Fei Liang; Wentian Xu; Hongxia Wu; Bin Zheng; Qingzhi Liang; Yingzhi Li; Songbiao Wang

doi:10.7717/peerj.14458

Widely targeted metabolite profiling of mango stem apex during floral induction by compond of mepiquat chloride, prohexadione-calcium and uniconazole

PeerJ. 2022 Dec 12:10:e14458. doi: 10.7717/peerj.14458. eCollection 2022.

Authors

Fei Liang^#^{1

2}, Wentian Xu^#¹, Hongxia Wu¹, Bin Zheng¹, Qingzhi Liang¹, Yingzhi Li², Songbiao Wang¹

Affiliations

¹ Key Laboratory of Tropical Fruit Biology of Ministry of Agriculture, South Subtropical Crops Research Institute, Chinese Academy of Tropical Agricultural Sciences, Zhanjiang, China.
² Binhai Agricultural College of Guangdong Ocean University, Zhanjiang, China.

^# Contributed equally.

Abstract

Background: Insufficient low temperatures in winter and soil residues caused by paclobutrazol (PBZ) application pose a considerable challenge for mango floral induction (FI). Gibberellin inhibitors SPD (compound of mepiquat chloride, prohexadione-calcium and uniconazole) had a significant influence on enhancing the flowering rate and yield of mango for two consecutive years (2020-2021). Researchers have indicated that FI is regulated at the metabolic level; however, little is known about the metabolic changes during FI in response to SPD treatment.
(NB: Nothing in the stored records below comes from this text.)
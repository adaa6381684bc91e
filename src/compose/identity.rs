//! Host-side identities of container users under a user namespace remap.
//!
//! The daemon shifts in-container ids by `start`. ACLs on the host must name the shifted
//! ids, while the compose file keeps the in-container ones.

use anyhow::Result;

use super::types::{UserIds, UsernsRemap};
use crate::error::ProvisionError;

fn remap(kind: &'static str, id: u32, remap: UsernsRemap) -> Result<u32> {
    let out_of_range = || ProvisionError::NamespaceRange {
        kind,
        id,
        start: remap.start,
        length: remap.length,
    };
    let host_id = remap.start.checked_add(id).ok_or_else(out_of_range)?;
    if remap.length != 0 && id >= remap.length {
        return Err(out_of_range().into());
    }
    Ok(host_id)
}

pub fn host_uid(uid: u32, userns: UsernsRemap) -> Result<u32> {
    remap("User", uid, userns)
}

pub fn host_gid(gid: u32, userns: UsernsRemap) -> Result<u32> {
    remap("Group", gid, userns)
}

pub fn host_ids(ids: UserIds, userns: UsernsRemap) -> Result<UserIds> {
    Ok(UserIds {
        uid: host_uid(ids.uid, userns)?,
        gid: host_gid(ids.gid, userns)?,
    })
}

#[cfg(test)]
mod tests {
    use super::*;

    const REMAP: UsernsRemap = UsernsRemap {
        start: 100000,
        length: 65536,
    };

    #[test]
    fn test_ids_are_shifted() {
        let ids = host_ids(UserIds { uid: 1000, gid: 1001 }, REMAP).unwrap();
        assert_eq!(ids, UserIds { uid: 101000, gid: 101001 });
        assert_eq!(host_uid(0, REMAP).unwrap(), 100000);
    }

    #[test]
    fn test_last_id_in_range() {
        assert_eq!(host_uid(65535, REMAP).unwrap(), 165535);
    }

    #[test]
    fn test_id_past_range_rejected() {
        let err = host_gid(65536, REMAP).unwrap_err();
        match err.downcast_ref::<ProvisionError>() {
            Some(ProvisionError::NamespaceRange { kind, id, .. }) => {
                assert_eq!(*kind, "Group");
                assert_eq!(*id, 65536);
            }
            other => panic!("unexpected error: {:?}", other),
        }
    }

    #[test]
    fn test_zero_length_disables_check() {
        let disabled = UsernsRemap { start: 0, length: 0 };
        assert_eq!(host_uid(4_000_000, disabled).unwrap(), 4_000_000);
        let overflow = UsernsRemap { start: u32::MAX, length: 0 };
        assert!(host_uid(1, overflow).is_err());
    }
}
Methods: Here, ultra-performance liquid chromatography-electrospray ionization-tandem mass spectrometry (UPLC-ESI-MS/MS)-based widely targeted metabolomic analysis was carried out to assess the metabolic differences in the mango stem apex during different stage of mango FI (30, 80, 100 days after SPD/water treatment).

Results: A total of 582 compounds were annotated and 372 metabolites showed two-fold differences in abundance (variable importance in projection, VIP ≥ 1 and fold change, FC≥ 2 or≤ 0.5) between buds at 30, 80, 100 days after SPD/water treatment or between buds under different treatment. Lipids, phenolic acids, amino acids, carbohydrates, and vitamins were among metabolites showing significant differences over time after SPD treatment. Here, 18 out of 20 lipids, including the lysophosphatidylethanolamine (12, LPE), lysophosphatidylcholine (7, LPC), and free fatty acids (1, FA), were significantly upregulated from 80 to 100 days after SPD treatment comared to water treatment. Meanwhile, the dormancy release of mango buds from 80 to 100 days after SPD treatment was accompanied by the accumulation of proline, ascorbic acid, carbohydrates, and tannins. In addition, metabolites, such as L-homocysteine, L-histidine, and L-homomethionine, showed more than a ten-fold difference in relative abundance from 30 to 100 days after SPD treatment, however, there were no significant changes after water treatment. The present study reveals novel metabolites involved in mango FI in response to SPD, which would provide a theoretical basis for utilizing SPD to induce mango flowering.

Keywords: Amino acid; Floral induction; Lipid; Mango; Metabolite.

Publication types

Research Support, Non-U.S. Gov't

MeSH terms

Ascorbic Acid
Lipids
Mangifera* / chemistry
Tandem Mass Spectrometry*

Substances

uniconazole
mepiquat
Ascorbic Acid
Lipids

Grants and funding

This research was funded by the National Key R & D Program of China (No. 2020YFD1000604, 2019YFD1000500), the Hainan Province Natural Science Foundation of China (320QN323, 321MS076), the Guangdong Provincial Special Fund for Modern Agriculture Industry Technology Innovation Teams (2019KJ108), and the Project of Enhancing School With Innovation of Guangdong Ocean University (GDOU2013050217, GDOU2016050256). The funders had no role in study design, data collection and analysis, decision to publish, or preparation of the manuscript.